[ASSIGNMENT] Your task is to copy every line of the entries that holds the word "from".

(Stored data)

══════════════════════════════

//! Process context
//!
//! Built once at startup and handed to whoever needs a component. Nothing in
//! the crate reaches for a global.
//!
//! Init order:
//! 1. Breaker registries (tier scopes, provider slot scopes)
//! 2. Tier backends, then the `MemoryRouter`
//! 3. `VirtualKeyPool` from the credential list
//! 4. `AgentPool` from the roster, handlers resolved from the registry
//! 5. `SwarmCoordinator`, `recover()`, then the dispatch loop
//!
//! Teardown runs the other way: coordinator, key leases, then storage.

use std::sync::Arc;
use tokio::task::JoinHandle;
use tracing::{info, warn};

use crate::agent_pool::{AgentPool, CapabilityRegistry};
use crate::circuit::CircuitBreakerRegistry;
use crate::config::Config;
use crate::error::{CoreError, CoreResult};
use crate::key_pool::VirtualKeyPool;
use crate::router::{MemoryRouter, TierBackends};
use crate::swarm::SwarmCoordinator;
use crate::tiers::{ArchivalTier, CacheTier, StructuredTier, VectorTier};

/// Everything a running swarm needs
pub struct SwarmContext {
    pub config: Config,
    pub tier_breakers: Arc<CircuitBreakerRegistry>,
    pub provider_breakers: Arc<CircuitBreakerRegistry>,
    pub router: Arc<MemoryRouter>,
    pub keys: Arc<VirtualKeyPool>,
    pub agents: Arc<AgentPool>,
    pub coordinator: Arc<SwarmCoordinator>,
    dispatcher: Option<JoinHandle<()>>,
}

impl SwarmContext {
    /// Build every component and resume persisted runs
    ///
    /// Fails when a registered capability's provider has no credentials, when
    /// a registered capability has no agent in the roster, or when the roster
    /// names a capability nothing is registered for.
    pub async fn start(config: Config, registry: CapabilityRegistry) -> CoreResult<Self> {
        validate(&config, &registry)?;

        let tier_breakers = Arc::new(CircuitBreakerRegistry::new(config.tier_breaker.clone()));
        let provider_breakers = Arc::new(CircuitBreakerRegistry::new(config.provider_breaker.clone()));

        let router = Arc::new(open_router(&config, Arc::clone(&tier_breakers)).await?);
        let keys = Arc::new(VirtualKeyPool::new(&config.providers, Arc::clone(&provider_breakers)));

        let agents = Arc::new(AgentPool::new(config.agents.clone()));
        for spec in &config.roster {
            let caps: Vec<&str> = spec.capabilities.iter().map(String::as_str).collect();
            for _ in 0..spec.count {
                agents.spawn_agent(&caps, &registry)?;
            }
        }

        let coordinator = SwarmCoordinator::new(
            config.coordinator.clone(),
            Arc::clone(&router),
            Arc::clone(&agents),
            Arc::clone(&keys),
        );
        let resumed = coordinator.recover().await?;
        let dispatcher = coordinator.start();

        info!(
            "Swarm context ready: {} agents, {} providers, {} runs resumed",
            agents.stats().total_agents,
            keys.providers().len(),
            resumed
        );

        Ok(Self {
            config,
            tier_breakers,
            provider_breakers,
            router,
            keys,
            agents,
            coordinator,
            dispatcher: Some(dispatcher),
        })
    }

    /// Stop dispatching, suspend live runs and drop outstanding leases
    pub async fn shutdown(&mut self) {
        info!("Shutting down swarm context");
        self.coordinator.shutdown().await;

        if let Some(handle) = self.dispatcher.take() {
            if let Err(e) = handle.await {
                warn!("Dispatcher ended abnormally: {}", e);
            }
        }

        let leaked = self.keys.release_all();
        if leaked > 0 {
            warn!("{} key leases were still held at shutdown", leaked);
        }
        self.agents.reset_claims();
        info!("Swarm context stopped");
    }
}

/// Startup checks that must fail before anything is opened
fn validate(config: &Config, registry: &CapabilityRegistry) -> CoreResult<()> {
    for provider in registry.providers() {
        if config.provider(&provider).is_none() {
            return Err(CoreError::Config(format!(
                "provider {} is required by a registered capability but has no credentials",
                provider
            )));
        }
    }

    for spec in &config.roster {
        if let Some(missing) = spec.capabilities.iter().find(|c| registry.get(c).is_none()) {
            return Err(CoreError::Config(format!(
                "agent roster declares capability {} but no handler is registered for it",
                missing
            )));
        }
    }

    for capability in registry.capabilities() {
        let staffed = config
            .roster
            .iter()
            .any(|spec| spec.capabilities.iter().any(|c| *c == capability));
        if !staffed {
            return Err(CoreError::Config(format!(
                "capability {} is registered but no agent declares it",
                capability
            )));
        }
    }
    Ok(())
}

async fn open_router(config: &Config, breakers: Arc<CircuitBreakerRegistry>) -> CoreResult<MemoryRouter> {
    let backends = TierBackends {
        cache: Arc::new(CacheTier::new(config.router.cache_capacity, config.router.cache_ttl)),
        vector: Arc::new(VectorTier::new()),
        structured: Arc::new(StructuredTier::open(&config.db_path)?),
        archival: Arc::new(ArchivalTier::open(&config.archive_dir).await?),
    };
    Ok(MemoryRouter::new(&config.router, backends, breakers))
}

══════════════════════════════

[EXERCISE RESPONSE]
//! 3. `VirtualKeyPool` from the credential list
//! 4. `AgentPool` from the roster, handlers resolved from the registry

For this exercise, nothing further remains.